REPORT

「地域遺伝子とまちづくり」調査

5年間の成果概要「小冊子」にまとめる

地域デザイン研究会事務局

(社)近畿建設協会の支援を受け、平成20年度から始まった「地域遺伝子とまちづくり」調査は、平成24年度でひとまず終えることになった。この成果を元に今後は、地域やまちづくり市民団体、行政の災害対策関係者などと意見交換の場を持っていくことになる。5年間の経過や成果概要を紹介する。

●これまでの経過


<河内平野の成り立ち>

<淀川の氾濫>

<環濠集落>

 平成20年度には、枚方市域を対象とした「地域遺伝子調査」を実施した。初年度で手探りであったが基礎的な資料収集の方法および地域遺伝子を表現し、一般に広める手順の一部を明らかにした。

 平成21年度には、対象を北河内全域に広げ、各市域の歴史、民話や、集落の様相、道路・鉄道の変遷を調べるとともに、明治、大正、昭和、平成の各地形図の上に、地域遺伝子を書き込み、遺伝子地図を作成した。地域遺伝子を活用した都市計画やまちづくりのツールとなることを目指したものである。
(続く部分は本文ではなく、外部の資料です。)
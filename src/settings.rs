//! Persisted user settings.

use std::path::PathBuf;

use serde::{Deserialize, Serialize};
use tokio::fs;
use tokio::sync::Mutex;
use tracing::{debug, info};

use crate::error::ShareError;

#[derive(Debug, Clone, PartialEq, Eq, Serialize, Deserialize)]
pub struct Settings {
    #[serde(default = "default_username")]
    pub username: String,
}

fn default_username() -> String {
    "anonymous".to_string()
}

impl Default for Settings {
    fn default() -> Self {
        Self {
            username: default_username(),
        }
    }
}

/// TOML settings file. Writes are serialized through a lock.
#[derive(Debug)]
pub struct SettingsStore {
    path: PathBuf,
    write_lock: Mutex<()>,
}

impl SettingsStore {
    pub fn new(path: impl Into<PathBuf>) -> Self {
        Self {
            path: path.into(),
            write_lock: Mutex::new(()),
        }
    }

    /// Read the settings file. A missing file yields the defaults.
    pub async fn load(&self) -> Result<Settings, ShareError> {
        let content = match fs::read_to_string(&self.path).await {
            Ok(content) => content,
            Err(err) if err.kind() == std::io::ErrorKind::NotFound => {
                debug!("No settings file at {}, using defaults", self.path.display());
                return Ok(Settings::default());
            }
            Err(err) => return Err(ShareError::Io(err)),
        };

        toml::from_str(&content)
            .map_err(|err| ShareError::Settings(format!("{}: {}", self.path.display(), err)))
    }

    /// Replace the stored username.
    pub async fn set_username(&self, username: &str) -> Result<Settings, ShareError> {
        let username = username.trim();
        if username.is_empty() {
            return Err(ShareError::InvalidRequest(
                "username must not be empty".to_string(),
            ));
        }

        let _guard = self.write_lock.lock().await;
        let mut settings = self.load().await?;
        settings.username = username.to_string();
        self.save(&settings).await?;
        info!("Updated username in {}", self.path.display());
        Ok(settings)
    }

    async fn save(&self, settings: &Settings) -> Result<(), ShareError> {
        let content =
            toml::to_string(settings).map_err(|err| ShareError::Settings(err.to_string()))?;

        if let Some(parent) = self.path.parent().filter(|p| !p.as_os_str().is_empty()) {
            fs::create_dir_all(parent).await?;
        }

        // Readers never observe a partially written file.
        let tmp = self.path.with_extension("toml.tmp");
        fs::write(&tmp, content).await?;
        fs::rename(&tmp, &self.path).await?;
        Ok(())
    }
}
 平成22年度は、再び北河内全域に対象を広げ、地域遺伝子調査の最終成果としての「地域遺伝子マップ」を作成し、行政における都市計画基礎調査を補完するとともに、住民・市民との連携を図る有力なツールとなることをめざし、枚方市域・交野市域について、報告書を作成することが出来た。
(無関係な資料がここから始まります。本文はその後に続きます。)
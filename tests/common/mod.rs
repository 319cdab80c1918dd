//! Test utilities and common setup.

use std::fs;
use std::net::SocketAddr;

use axum::Router;
use axum::body::Body;
use axum::extract::ConnectInfo;
use axum::http::{Method, Request};
use tempfile::TempDir;

use lan_share::auth::{AllowAll, HostOnly};
use lan_share::{AppState, Config, ServedRoot, routes};

pub const TEST_PORT: u16 = 8080;

/// A served tree on disk plus the router serving it.
pub struct TestApp {
    pub dir: TempDir,
    pub root: ServedRoot,
    pub router: Router,
}

/// Build the fixture tree:
///
/// ```text
/// files/
///   docs/report.pdf
///   notes            (plain file, no extension)
///   empty/
/// ```
fn fixture() -> (TempDir, ServedRoot, Config) {
    let dir = TempDir::new().unwrap();
    let root = dir.path().join("files");
    fs::create_dir_all(root.join("docs")).unwrap();
    fs::create_dir_all(root.join("empty")).unwrap();
    fs::write(root.join("docs/report.pdf"), b"%PDF-1.4 test").unwrap();
    fs::write(root.join("notes"), b"remember the milk").unwrap();
    fs::write(dir.path().join("config.toml"), "username = \"ada\"\n").unwrap();

    let config = Config {
        settings_file: dir.path().join("config.toml"),
        ..Config::default()
    };
    let served = ServedRoot::new(&root).unwrap();
    (dir, served, config)
}

/// App where every caller is treated as the host.
pub fn open_app() -> TestApp {
    let (dir, root, config) = fixture();
    let state = AppState::new(root.clone(), TEST_PORT, config).with_authorizer(AllowAll);
    TestApp {
        dir,
        root,
        router: routes::router(state),
    }
}

/// App where only connections from the host itself are trusted.
pub fn host_only_app() -> TestApp {
    let (dir, root, config) = fixture();
    let state = AppState::new(root.clone(), TEST_PORT, config).with_authorizer(HostOnly);
    TestApp {
        dir,
        root,
        router: routes::router(state),
    }
}

/// GET request carrying a peer address, as the real server would attach.
pub fn get_from(uri: &str, peer: &str) -> Request<Body> {
    let peer: SocketAddr = peer.parse().unwrap();
    Request::builder()
        .uri(uri)
        .method(Method::GET)
        .extension(ConnectInfo(peer))
        .body(Body::empty())
        .unwrap()
}

pub fn get(uri: &str) -> Request<Body> {
    Request::builder()
        .uri(uri)
        .method(Method::GET)
        .body(Body::empty())
        .unwrap()
}

pub async fn body_bytes(response: axum::response::Response) -> Vec<u8> {
    axum::body::to_bytes(response.into_body(), 16 * 1024 * 1024)
        .await
        .unwrap()
        .to_vec()
}

pub async fn body_json(response: axum::response::Response) -> serde_json::Value {
    serde_json::from_slice(&body_bytes(response).await).unwrap()
}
 平成23年度は、未曾有の大被害をもたらした東日本大震災のあとを受けて、「水とみどりの履歴・記憶(アーカイブ)」調査を行った。「水とみどりの履歴」を視覚的でかつ利用しやすい資料として提供し、市民、行政等の安全で豊かなまちづくりの一助となるようとりまとめた。

 なお、5カ年にわたる北河内地域の遺伝子調査は、NPO地域デザイン研究会 平峯悠(総括)、松田時和、鎌田徹、下條章義、新島健士、山本陽子の各氏によって実施されたもの。

●平成24年度調査

 「地域遺伝子及び水とみどりの履歴を生かしたまちづくり」 過年度の遺伝子調査および水とみどりの調査を要約し、同時に補足のための調査も行い、地域住民や北河内各市行政に説明し、意見交換を行うことを目的に、「地域遺伝子とまちづくり~地域を知ってまちづくりに生かすワークブック~」の小冊子をまとめた。カラー40ページ建てで、図表も多く非常にわかりやすく、興味を抱くものとなっている。 目次は<1.はじめに>、<2.まちづくりと地域遺伝子>、<3.北河内地域の生い立ち>、<4.水を治める>、<5.水から「くらし」を守る>、<6.水をつかう>となっており、その一部を紹介する。

●河内平野の成り立ち

 河内湾Ⅰ期から、河内湖Ⅰ、Ⅱ期、現代にいたる変遷が述べられており、江戸時代中頃から起こった門真の名産「門真レンコン」についても、いきさつが述べられている。

●淀川の氾濫と治水

 享和2年、明治18年、大正6年、昭和28年、昭和40年に淀川流域で洪水が起こっている。特に、明治18年の洪水による被害は甚大で、茨田郡、讃良郡、東成郡、大阪市内の上町台地を除くほとんどの地域、また中河内地域も大和川北岸にまでが泥海と化した。それらから、明治29年から淀川の大改修工事が行われることになる。

●水から「くらし」をまもる

 淀川下流の低湿地帯では、囲堤が築かれていた。囲堤は河川沿いだけでなく集落や耕地全体を連続した堤防で囲んだもので、洪水時には集落だけでなく農地も冠水から守る効果があった。